Saved entries:

═══

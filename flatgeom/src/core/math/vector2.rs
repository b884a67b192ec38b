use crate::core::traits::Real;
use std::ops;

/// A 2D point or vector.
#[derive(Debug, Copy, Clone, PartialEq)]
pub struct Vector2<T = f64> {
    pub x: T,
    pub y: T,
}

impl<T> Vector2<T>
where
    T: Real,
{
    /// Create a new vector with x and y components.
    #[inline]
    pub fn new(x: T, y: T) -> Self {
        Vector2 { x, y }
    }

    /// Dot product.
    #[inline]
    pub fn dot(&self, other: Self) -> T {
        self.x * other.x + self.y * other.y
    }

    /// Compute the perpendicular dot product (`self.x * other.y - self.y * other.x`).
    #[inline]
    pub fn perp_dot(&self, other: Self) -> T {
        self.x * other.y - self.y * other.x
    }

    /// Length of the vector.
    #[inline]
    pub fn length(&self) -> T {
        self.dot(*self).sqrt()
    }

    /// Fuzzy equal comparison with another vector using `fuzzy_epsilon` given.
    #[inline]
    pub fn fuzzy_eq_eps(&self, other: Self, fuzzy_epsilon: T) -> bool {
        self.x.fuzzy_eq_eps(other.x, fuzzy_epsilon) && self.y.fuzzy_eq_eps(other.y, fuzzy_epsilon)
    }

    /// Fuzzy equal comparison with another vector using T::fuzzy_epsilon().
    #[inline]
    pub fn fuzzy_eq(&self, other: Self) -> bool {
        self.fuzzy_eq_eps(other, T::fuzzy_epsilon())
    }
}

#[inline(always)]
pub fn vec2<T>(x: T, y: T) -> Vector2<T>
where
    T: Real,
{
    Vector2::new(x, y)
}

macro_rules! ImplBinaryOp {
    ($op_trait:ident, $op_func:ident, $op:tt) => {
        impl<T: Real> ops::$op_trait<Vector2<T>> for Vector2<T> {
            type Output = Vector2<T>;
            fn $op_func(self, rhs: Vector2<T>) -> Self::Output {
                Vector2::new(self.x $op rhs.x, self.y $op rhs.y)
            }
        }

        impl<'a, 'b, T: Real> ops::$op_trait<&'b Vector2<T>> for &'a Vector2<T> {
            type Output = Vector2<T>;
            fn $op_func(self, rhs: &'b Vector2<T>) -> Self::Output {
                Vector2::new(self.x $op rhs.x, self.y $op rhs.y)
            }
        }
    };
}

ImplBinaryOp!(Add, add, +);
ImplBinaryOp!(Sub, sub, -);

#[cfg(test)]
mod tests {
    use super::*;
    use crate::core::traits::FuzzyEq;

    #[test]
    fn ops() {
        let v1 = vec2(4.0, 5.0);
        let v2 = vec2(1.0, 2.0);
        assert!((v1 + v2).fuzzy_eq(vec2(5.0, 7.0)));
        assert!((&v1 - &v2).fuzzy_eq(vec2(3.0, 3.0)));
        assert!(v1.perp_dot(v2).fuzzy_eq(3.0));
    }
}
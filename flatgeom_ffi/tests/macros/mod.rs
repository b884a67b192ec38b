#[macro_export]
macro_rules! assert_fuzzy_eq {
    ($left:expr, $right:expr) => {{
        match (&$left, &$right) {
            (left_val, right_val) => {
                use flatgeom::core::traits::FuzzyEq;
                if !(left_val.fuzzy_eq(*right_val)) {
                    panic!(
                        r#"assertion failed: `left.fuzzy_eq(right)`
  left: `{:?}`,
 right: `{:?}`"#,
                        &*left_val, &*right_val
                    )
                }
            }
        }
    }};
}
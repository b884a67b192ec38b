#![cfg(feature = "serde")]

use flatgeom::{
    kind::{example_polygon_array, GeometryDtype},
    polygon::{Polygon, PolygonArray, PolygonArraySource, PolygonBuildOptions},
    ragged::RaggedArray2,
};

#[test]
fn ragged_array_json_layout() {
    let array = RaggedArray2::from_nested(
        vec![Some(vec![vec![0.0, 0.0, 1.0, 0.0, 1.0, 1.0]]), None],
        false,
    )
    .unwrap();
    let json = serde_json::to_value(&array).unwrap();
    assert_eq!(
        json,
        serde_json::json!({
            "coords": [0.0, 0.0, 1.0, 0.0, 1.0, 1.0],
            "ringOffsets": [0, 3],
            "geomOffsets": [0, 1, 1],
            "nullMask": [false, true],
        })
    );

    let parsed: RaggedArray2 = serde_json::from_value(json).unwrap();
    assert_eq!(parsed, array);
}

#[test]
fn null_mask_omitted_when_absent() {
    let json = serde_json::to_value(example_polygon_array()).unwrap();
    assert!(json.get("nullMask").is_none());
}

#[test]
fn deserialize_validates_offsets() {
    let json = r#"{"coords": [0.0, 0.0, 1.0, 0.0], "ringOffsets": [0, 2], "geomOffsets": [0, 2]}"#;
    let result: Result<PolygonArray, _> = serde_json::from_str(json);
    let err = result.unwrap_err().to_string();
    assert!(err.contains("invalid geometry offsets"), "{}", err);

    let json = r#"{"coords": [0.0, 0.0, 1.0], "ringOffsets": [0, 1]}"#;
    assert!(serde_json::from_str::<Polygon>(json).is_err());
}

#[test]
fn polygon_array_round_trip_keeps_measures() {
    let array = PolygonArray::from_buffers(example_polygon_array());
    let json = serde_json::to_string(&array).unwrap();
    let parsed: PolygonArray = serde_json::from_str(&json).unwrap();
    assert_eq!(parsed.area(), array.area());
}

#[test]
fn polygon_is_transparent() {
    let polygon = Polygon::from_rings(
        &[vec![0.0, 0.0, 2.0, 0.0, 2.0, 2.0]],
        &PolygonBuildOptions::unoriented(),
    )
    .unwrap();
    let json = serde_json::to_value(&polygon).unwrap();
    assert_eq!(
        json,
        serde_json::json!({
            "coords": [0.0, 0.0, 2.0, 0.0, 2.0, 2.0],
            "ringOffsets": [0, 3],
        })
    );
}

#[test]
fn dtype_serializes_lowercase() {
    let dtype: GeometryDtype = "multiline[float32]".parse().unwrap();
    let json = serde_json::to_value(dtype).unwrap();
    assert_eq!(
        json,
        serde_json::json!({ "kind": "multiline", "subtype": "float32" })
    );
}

═══

**TASK BRIEF**
Restate every line of the data word for word.

**WRITTEN RESPONSE**
filename flatgeom/src/core/math/vector2.rs
repository b884a67b192ec38b
use crate::core::traits::Real;
use std::ops;

/// A 2D point or vector.
#[derive(Debug, Copy, Clone, PartialEq)]
pub struct Vector2<T = f64> {
    pub x: T,
    pub y: T,
}

impl<T> Vector2<T>
where
    T: Real,
{
    /// Create a new vector with x and y components.
    #[inline]
    pub fn new(x: T, y: T) -> Self {
        Vector2 { x, y }
    }

    /// Dot product.
    #[inline]
    pub fn dot(&self, other: Self) -> T {
        self.x * other.x + self.y * other.y
    }

    /// Compute the perpendicular dot product (`self.x * other.y - self.y * other.x`).
    #[inline]
    pub fn perp_dot(&self, other: Self) -> T {
        self.x * other.y - self.y * other.x
    }

    /// Length of the vector.
    #[inline]
    pub fn length(&self) -> T {
        self.dot(*self).sqrt()
    }

    /// Fuzzy equal comparison with another vector using `fuzzy_epsilon` given.
    #[inline]
    pub fn fuzzy_eq_eps(&self, other: Self, fuzzy_epsilon: T) -> bool {
        self.x.fuzzy_eq_eps(other.x, fuzzy_epsilon) && self.y.fuzzy_eq_eps(other.y, fuzzy_epsilon)
    }

    /// Fuzzy equal comparison with another vector using T::fuzzy_epsilon().
    #[inline]
    pub fn fuzzy_eq(&self, other: Self) -> bool {
        self.fuzzy_eq_eps(other, T::fuzzy_epsilon())
    }
}

#[inline(always)]
pub fn vec2<T>(x: T, y: T) -> Vector2<T>
where
    T: Real,
{
    Vector2::new(x, y)
}

macro_rules! ImplBinaryOp {
    ($op_trait:ident, $op_func:ident, $op:tt) => {
        impl<T: Real> ops::$op_trait<Vector2<T>> for Vector2<T> {
            type Output = Vector2<T>;
            fn $op_func(self, rhs: Vector2<T>) -> Self::Output {
                Vector2::new(self.x $op rhs.x, self.y $op rhs.y)
            }
        }

        impl<'a, 'b, T: Real> ops::$op_trait<&'b Vector2<T>> for &'a Vector2<T> {
            type Output = Vector2<T>;
            fn $op_func(self, rhs: &'b Vector2<T>) -> Self::Output {
                Vector2::new(self.x $op rhs.x, self.y $op rhs.y)
            }
        }
    };
}

ImplBinaryOp!(Add, add, +);
ImplBinaryOp!(Sub, sub, -);

#[cfg(test)]
mod tests {
    use super::*;
    use crate::core::traits::FuzzyEq;

    #[test]
    fn ops() {
        let v1 = vec2(4.0, 5.0);
        let v2 = vec2(1.0, 2.0);
        assert!((v1 + v2).fuzzy_eq(vec2(5.0, 7.0)));
        assert!((&v1 - &v2).fuzzy_eq(vec2(3.0, 3.0)));
        assert!(v1.perp_dot(v2).fuzzy_eq(3.0));
    }
}
filename flatgeom_ffi/tests/macros/mod.rs
repository b884a67b192ec38b
#[macro_export]
macro_rules! assert_fuzzy_eq {
    ($left:expr, $right:expr) => {{
        match (&$left, &$right) {
            (left_val, right_val) => {
                use flatgeom::core::traits::FuzzyEq;
                if !(left_val.fuzzy_eq(*right_val)) {
                    panic!(
                        r#"assertion failed: `left.fuzzy_eq(right)`
  left: `{:?}`,
 right: `{:?}`"#,
                        &*left_val, &*right_val
                    )
                }
            }
        }
    }};
}
repository b884a67b192ec38b
#![cfg(feature = "serde")]

use flatgeom::{
    kind::{example_polygon_array, GeometryDtype},
    polygon::{Polygon, PolygonArray, PolygonArraySource, PolygonBuildOptions},
    ragged::RaggedArray2,
};

#[test]
fn ragged_array_json_layout() {
    let array = RaggedArray2::from_nested(
        vec![Some(vec![vec![0.0, 0.0, 1.0, 0.0, 1.0, 1.0]]), None],
        false,
    )
    .unwrap();
    let json = serde_json::to_value(&array).unwrap();
    assert_eq!(
        json,
        serde_json::json!({
            "coords": [0.0, 0.0, 1.0, 0.0, 1.0, 1.0],
            "ringOffsets": [0, 3],
            "geomOffsets": [0, 1, 1],
            "nullMask": [false, true],
        })
    );

    let parsed: RaggedArray2 = serde_json::from_value(json).unwrap();
    assert_eq!(parsed, array);
}

#[test]
fn null_mask_omitted_when_absent() {
    let json = serde_json::to_value(example_polygon_array()).unwrap();
    assert!(json.get("nullMask").is_none());
}

#[test]
fn deserialize_validates_offsets() {
    let json = r#"{"coords": [0.0, 0.0, 1.0, 0.0], "ringOffsets": [0, 2], "geomOffsets": [0, 2]}"#;
    let result: Result<PolygonArray, _> = serde_json::from_str(json);
    let err = result.unwrap_err().to_string();
    assert!(err.contains("invalid geometry offsets"), "{}", err);

    let json = r#"{"coords": [0.0, 0.0, 1.0], "ringOffsets": [0, 1]}"#;
    assert!(serde_json::from_str::<Polygon>(json).is_err());
}

#[test]
fn polygon_array_round_trip_keeps_measures() {
    let array = PolygonArray::from_buffers(example_polygon_array());
    let json = serde_json::to_string(&array).unwrap();
    let parsed: PolygonArray = serde_json::from_str(&json).unwrap();
    assert_eq!(parsed.area(), array.area());
}

#[test]
fn polygon_is_transparent() {
    let polygon = Polygon::from_rings(
        &[vec![0.0, 0.0, 2.0, 0.0, 2.0, 2.0]],
        &PolygonBuildOptions::unoriented(),
    )
    .unwrap();
    let json = serde_json::to_value(&polygon).unwrap();
    assert_eq!(
        json,
        serde_json::json!({
            "coords": [0.0, 0.0, 2.0, 0.0, 2.0, 2.0],
            "ringOffsets": [0, 3],
        })
    );
}

#[test]
fn dtype_serializes_lowercase() {
    let dtype: GeometryDtype = "multiline[float32]".parse().unwrap();
    let json = serde_json::to_value(dtype).unwrap();
    assert_eq!(
        json,
        serde_json::json!({ "kind": "multiline", "subtype": "float32" })
    );
}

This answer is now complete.